Most supplement consumers wrongly believe that the products they are purchasing are regulated or vetted in some way. However, due to a 1994 law known as the Dietary Supplement Health and Education Act, such products are regulated as food. Therefore, they do not have to adhere to the strict rules or be subject to regulatory oversight like pharmaceuticals.

But — as this new study shows — many supplements contain pharmaceuticals. Worst of all, some products contain unlabeled pharmaceuticals. In light of this reality, the 1994 act ought to be overhauled. Many dietary supplements, such as vitamins, are risk-free, but the same can’t be said about the vast majority of sex, weight loss, and bodybuilding supplements — it is these categories that should be targeted for regulation.
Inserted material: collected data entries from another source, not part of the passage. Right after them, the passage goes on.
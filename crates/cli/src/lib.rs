pub mod commands;

use clap::{Parser, Subcommand};
use std::process::ExitCode;

#[derive(Debug, Parser)]
#[command(
    name = "issuepilot",
    about = "Issuepilot operator CLI",
    long_about = "Run natural-language GitHub issue operations and inspect runtime readiness \
                  and configuration.",
    after_help = "Examples:\n  issuepilot run \"list open bugs in octo/shop\"\n  issuepilot \
                  tools\n  issuepilot doctor --json"
)]
pub struct Cli {
    #[command(subcommand)]
    command: Command,
}

#[derive(Debug, Subcommand)]
enum Command {
    #[command(about = "Run one free-text instruction through the engine and print the outcome")]
    Run {
        #[arg(help = "The instruction, e.g. \"create an issue in octo/shop about slow checkout\"")]
        text: String,
    },
    #[command(about = "List the operations the engine can select, with their argument schemas")]
    Tools,
    #[command(
        about = "Inspect effective configuration values with source attribution and redaction"
    )]
    Config,
    #[command(about = "Validate config, GitHub credentials, and model credential readiness")]
    Doctor {
        #[arg(long, help = "Emit machine-readable JSON output")]
        json: bool,
    },
}

pub fn run() -> ExitCode {
    let cli = Cli::parse();

    let result = match cli.command {
        Command::Run { text } => commands::run::run(&text),
        Command::Tools => commands::CommandResult { exit_code: 0, output: commands::tools::run() },
        Command::Config => {
            commands::CommandResult { exit_code: 0, output: commands::config::run() }
        }
        Command::Doctor { json } => {
            commands::CommandResult { exit_code: 0, output: commands::doctor::run(json) }
        }
    };

    println!("{}", result.output);
    ExitCode::from(result.exit_code)
}
mod routes;

use anyhow::Result;
use issuepilot_agent::Engine;
use issuepilot_core::config::{AppConfig, LoadOptions};

fn init_logging(config: &AppConfig) {
    use issuepilot_core::config::LogFormat::*;
    use tracing::Level;

    let log_level = config.logging.level.parse::<Level>().unwrap_or(Level::INFO);

    match config.logging.format {
        Compact => {
            tracing_subscriber::fmt().with_target(false).with_max_level(log_level).compact().init();
        }
        Pretty => {
            tracing_subscriber::fmt().with_target(false).with_max_level(log_level).pretty().init();
        }
        Json => {
            tracing_subscriber::fmt().with_target(false).with_max_level(log_level).json().init();
        }
    }
}

#[tokio::main]
async fn main() -> Result<()> {
    run().await
}

pub async fn run() -> Result<()> {
    // Load config and initialize logging before any other operations
    let config = AppConfig::load(LoadOptions::default())?;
    init_logging(&config);

    let engine = Engine::from_config(&config)?;
    let state = routes::AppState::new(engine, config.llm.api_key.is_some());

    let address = format!("{}:{}", config.server.bind_address, config.server.port);
    let listener = tokio::net::TcpListener::bind(&address).await?;

    tracing::info!(
        event_name = "system.server.started",
        bind_address = %address,
        model = %config.llm.model,
        "issuepilot-server started"
    );

    axum::serve(listener, routes::router(state))
        .with_graceful_shutdown(wait_for_shutdown())
        .await?;

    tracing::info!(event_name = "system.server.stopping", "issuepilot-server stopping");

    Ok(())
}

async fn wait_for_shutdown() {
    let _ = tokio::signal::ctrl_c().await;
}
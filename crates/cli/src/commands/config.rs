use std::env;
use std::fs;
use std::path::{Path, PathBuf};

use issuepilot_core::config::{AppConfig, LoadOptions};
use secrecy::ExposeSecret;
use toml::Value;

pub fn run() -> String {
    let config = match AppConfig::load(LoadOptions::default()) {
        Ok(config) => config,
        Err(error) => return format!("config validation failed: {error}"),
    };

    let config_file_path = detect_config_path();
    let config_file_doc = load_config_file_doc(config_file_path.as_deref());

    let entries: Vec<(&str, &str, String)> = vec![
        ("github.token", "ISSUEPILOT_GITHUB_TOKEN", redact_token(config.github.token.expose_secret())),
        ("github.base_url", "ISSUEPILOT_GITHUB_BASE_URL", config.github.base_url.clone()),
        ("github.user_agent", "ISSUEPILOT_GITHUB_USER_AGENT", config.github.user_agent.clone()),
        (
            "github.timeout_secs",
            "ISSUEPILOT_GITHUB_TIMEOUT_SECS",
            config.github.timeout_secs.to_string(),
        ),
        (
            "llm.api_key",
            "ISSUEPILOT_LLM_API_KEY",
            if config.llm.api_key.is_some() { "<redacted>" } else { "<unset>" }.to_string(),
        ),
        ("llm.base_url", "ISSUEPILOT_LLM_BASE_URL", config.llm.base_url.clone()),
        ("llm.model", "ISSUEPILOT_LLM_MODEL", config.llm.model.clone()),
        ("llm.temperature", "ISSUEPILOT_LLM_TEMPERATURE", config.llm.temperature.to_string()),
        ("llm.timeout_secs", "ISSUEPILOT_LLM_TIMEOUT_SECS", config.llm.timeout_secs.to_string()),
        (
            "server.bind_address",
            "ISSUEPILOT_SERVER_BIND_ADDRESS",
            config.server.bind_address.clone(),
        ),
        ("server.port", "ISSUEPILOT_SERVER_PORT", config.server.port.to_string()),
        ("logging.level", "ISSUEPILOT_LOGGING_LEVEL", config.logging.level.clone()),
        ("logging.format", "ISSUEPILOT_LOGGING_FORMAT", format!("{:?}", config.logging.format)),
    ];

    let mut lines = vec!["effective config (source precedence: env > file > default):".to_string()];
    for (key, env_key, value) in entries {
        let source =
            field_source(key, env_key, config_file_doc.as_ref(), config_file_path.as_deref());
        lines.push(format!("- {key} = {value} (source: {source})"));
    }

    lines.join("\n")
}

fn detect_config_path() -> Option<PathBuf> {
    [PathBuf::from("issuepilot.toml"), PathBuf::from("config/issuepilot.toml")]
        .into_iter()
        .find(|path| path.exists())
}

fn load_config_file_doc(path: Option<&Path>) -> Option<Value> {
    let raw = fs::read_to_string(path?).ok()?;
    raw.parse::<Value>().ok()
}

fn field_source(
    key_path: &str,
    env_key: &str,
    config_file_doc: Option<&Value>,
    config_file_path: Option<&Path>,
) -> String {
    if env::var_os(env_key).is_some() {
        return format!("env ({env_key})");
    }

    if let Some(doc) = config_file_doc {
        if contains_path(doc, key_path) {
            let file_path = config_file_path
                .map(|path| path.display().to_string())
                .unwrap_or_else(|| "config file".to_string());
            return format!("file ({file_path})");
        }
    }

    "default".to_string()
}

fn contains_path(root: &Value, key_path: &str) -> bool {
    let mut current = root;
    for key in key_path.split('.') {
        let Some(next) = current.get(key) else {
            return false;
        };
        current = next;
    }
    true
}

fn redact_token(token: &str) -> String {
    let trimmed = token.trim();
    if trimmed.is_empty() {
        return "<empty>".to_string();
    }

    if let Some((prefix, _)) = trimmed.split_once('_').or_else(|| trimmed.split_once('-')) {
        return format!("{prefix}-***");
    }

    "<redacted>".to_string()
}

#[cfg(test)]
mod tests {
    use super::{contains_path, redact_token};

    #[test]
    fn token_redaction_keeps_only_the_prefix() {
        assert_eq!(redact_token("ghp_abcdef123"), "ghp-***");
        assert_eq!(redact_token("github_pat_xyz"), "github-***");
        assert_eq!(redact_token(""), "<empty>");
        assert_eq!(redact_token("rawtokennodashes"), "<redacted>");
    }

    #[test]
    fn path_lookup_walks_nested_tables() {
        let doc: toml::Value = "[github]\nbase_url = \"https://ghe.example.test\""
            .parse()
            .expect("fixture should parse");
        assert!(contains_path(&doc, "github.base_url"));
        assert!(!contains_path(&doc, "github.token"));
        assert!(!contains_path(&doc, "llm.model"));
    }
}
“There’s many problems with the law [regulating supplements], so the ideal situation would be to revise the law so the FDA could do this much more efficiently,” Pieter Cohen, an assistant professor at Harvard Medical School who has studied the dangers of supplements, told Gizmodo. “One common-sense situation would be that individual brands need to be registered with the FDA prior to sale. And if they were found to be adulterated, the FDA would withdraw the registration and make them illegal to sell.”

Meanwhile, the FDA said that it is aware of the study’s findings and is in the process of analyzing them.

“The FDA is committed to doing everything within its resources and authorities to identify and remove unsafe products from the market, and we continue to work collaboratively with all of our stakeholders to help ensure that products marketed as dietary supplements are safe, well-manufactured, and accurately labeled,” reads their public statement.

When the FDA finds a supplement product that contains potentially hazardous ingredients, such as undeclared active pharmaceuticals, the agency said it works to remove it from the market. The challenge lies in the fact that even after a recall, other distributors may continue to sell the adulterated or misbranded product. The FDA has also found that distributors often re-label products to evade detection.

“Despite these challenges, the FDA recognizes the seriousness of this problem and continues to act within its resources and authorities to address this problem as best it can,” a FDA spokesman said.

The new findings were reported in the journal JAMA Network Open.